Rice pudding is a classic dish that tastes like home. This recipe reinvents it in tart form with sour cherries and homemade cashew cream. This dessert is elegant, yet it has a rustic charm to it that's sure to win over everyone's taste buds.

Rustic Cherry Rice Pudding Tart [Vegan]

Save Trees. Print Less. But if you must, we charge $2.99 to encourage less waste


For the Crust:

  • 1 1/2 cups all-purpose flour
  • 1/3 cup vegan butter
  • 1/4 cup, plus 2 tablespoons raw sugar
  • A pinch of sea salt

For the Filling:

  • 3 1/3 cups unsweetened non-dairy milk
  • 1 cup white rice
  • 4 tablespoon raw sugar (or to taste)
  • 2/3 cups raisins
  • 1 lemon, zested and juiced
  • 1 teaspoon vanilla
  • 1 1/2 cups sour cherries, canned
  • 3 1/2 tablespoons cashew cream


To Make the Crust:

  1. Combine all the ingredients, then set aside in the fridge.

To Make the Filling:

  1. In a medium-sized pot, bring the milk to a boil.
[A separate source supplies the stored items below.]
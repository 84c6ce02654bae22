//! Input sources. The read opcodes suspend the whole machine until the
//! source supplies a value: in this single-threaded runtime that is a
//! blocking call whose `Trap` channel carries the "interrupted" escape
//! path, so a source that runs dry (or hits EOF) unwinds the run loop
//! cleanly instead of crashing it.

use crate::fault::Trap;
use std::collections::VecDeque;
use std::io::{self, BufRead, Write};

pub trait InputSource {
    /// Read one command line, up to `max_len` characters.
    fn read_line(&mut self, max_len: usize) -> Result<String, Trap>;

    /// Read a single character.
    fn read_char(&mut self) -> Result<char, Trap>;
}

/// Interactive stdin. EOF is an interruption, not an error.
pub struct StdinInput;

impl StdinInput {
    pub fn new() -> Self {
        StdinInput
    }
}

impl Default for StdinInput {
    fn default() -> Self {
        Self::new()
    }
}

impl InputSource for StdinInput {
    fn read_line(&mut self, max_len: usize) -> Result<String, Trap> {
        io::stdout().flush().ok();
        let mut line = String::new();
        let n = io::stdin()
            .lock()
            .read_line(&mut line)
            .map_err(|_| Trap::Interrupted)?;
        if n == 0 {
            return Err(Trap::Interrupted);
        }
        let mut line = line.trim_end_matches(['\n', '\r']).to_string();
        line.truncate(max_len);
        Ok(line)
    }

    fn read_char(&mut self) -> Result<char, Trap> {
        let line = self.read_line(1)?;
        Ok(line.chars().next().unwrap_or('\n'))
    }
}

/// Scripted input for transcript replay and tests. Exhaustion interrupts
/// the run.
pub struct ScriptedInput {
    lines: VecDeque<String>,
    /// Echo consumed commands to the screen? Transcripts usually want it.
    pub echo: bool,
    echoed: Vec<String>,
}

impl ScriptedInput {
    pub fn new<I, S>(lines: I) -> Self
    where
        I: IntoIterator<Item = S>,
        S: Into<String>,
    {
        ScriptedInput {
            lines: lines.into_iter().map(Into::into).collect(),
            echo: false,
            echoed: Vec::new(),
        }
    }

    pub fn remaining(&self) -> usize {
        self.lines.len()
    }

    pub fn consumed(&self) -> &[String] {
        &self.echoed
    }
}

impl InputSource for ScriptedInput {
    fn read_line(&mut self, max_len: usize) -> Result<String, Trap> {
        match self.lines.pop_front() {
            Some(mut line) => {
                line.truncate(max_len);
                self.echoed.push(line.clone());
                Ok(line)
            }
            None => Err(Trap::Interrupted),
        }
    }

    fn read_char(&mut self) -> Result<char, Trap> {
        let line = self.read_line(1)?;
        Ok(line.chars().next().unwrap_or('\n'))
    }
}
//! Operand-reuse planning. When instruction *i* stores its result to the
//! stack and instruction *i+1* immediately consumes the stack top as its
//! first stack operand, the push/pop pair is replaced by an accumulator
//! hand-off. The plan is computed once per block, before generation, and
//! is immutable; generators only read it.
//!
//! This is the one sanctioned check elision: the skipped push/full check
//! could only have faulted on a value that the very next operation
//! removes again. Everything else stays checked.

use crate::instruction::{Instruction, OperandKind};
use std::rc::Rc;

/// Per-instruction fusion decisions handed to a generator.
#[derive(Debug, Clone, Copy, Default)]
pub struct Fuse {
    /// Route this instruction's store to the accumulator instead of a
    /// stack push.
    pub store: bool,
    /// This instruction's first stack operand reads the accumulator
    /// instead of popping.
    pub load: bool,
}

#[derive(Debug)]
pub struct ReusePlan {
    fuse_after: Vec<bool>,
}

impl ReusePlan {
    pub fn for_block(instructions: &[Rc<Instruction>], enabled: bool) -> ReusePlan {
        let mut fuse_after = vec![false; instructions.len()];
        if enabled {
            for i in 0..instructions.len().saturating_sub(1) {
                fuse_after[i] =
                    leaves_value_on_stack(&instructions[i]) && takes_stack_operand(&instructions[i + 1]);
            }
        }
        ReusePlan { fuse_after }
    }

    pub fn fuse(&self, i: usize) -> Fuse {
        Fuse {
            store: self.fuse_after[i],
            load: i > 0 && self.fuse_after[i - 1],
        }
    }

    pub fn any(&self) -> bool {
        self.fuse_after.iter().any(|b| *b)
    }
}

/// Producer rule: the instruction's final effect is a store to the
/// stack, and it cannot leave the block early (no branch). Every
/// generated op writes its store target as its last effect, so the value
/// is on top of the stack exactly when the next instruction starts.
fn leaves_value_on_stack(inst: &Instruction) -> bool {
    inst.store == Some(0) && inst.branch.is_none()
}

/// Consumer rule: some operand reads the stack. Only the first such
/// operand (in evaluation order) is rewritten; it is the one that would
/// have popped the producer's value.
fn takes_stack_operand(inst: &Instruction) -> bool {
    inst.operands
        .iter()
        .any(|o| o.kind == OperandKind::Variable && o.value == 0)
}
Add the white rice, sugar, raisins, lemon juice and zest, and vanilla and let it simmer while covered for about 30 minutes while stirring occasionally.
  2. Preheat your oven to 375°F.
  3. Oil a tart form. Either roll out the dough on a floured working space or distribute it evenly with your fingertips in your tart form. With a fork, stab a few holes in the dough.
  4. When the rice is soft and soaked up all of the liquid, it is done. Rinse the sour cherries and stir them in the rice pudding.
  5. Evenly spread the filling on your base, then drizzle with the cream.
  6. Bake the tart for about 45 minutes. It is done when the top is golden brown and starting to get crispy.
  7. Let it cool off completely before serving.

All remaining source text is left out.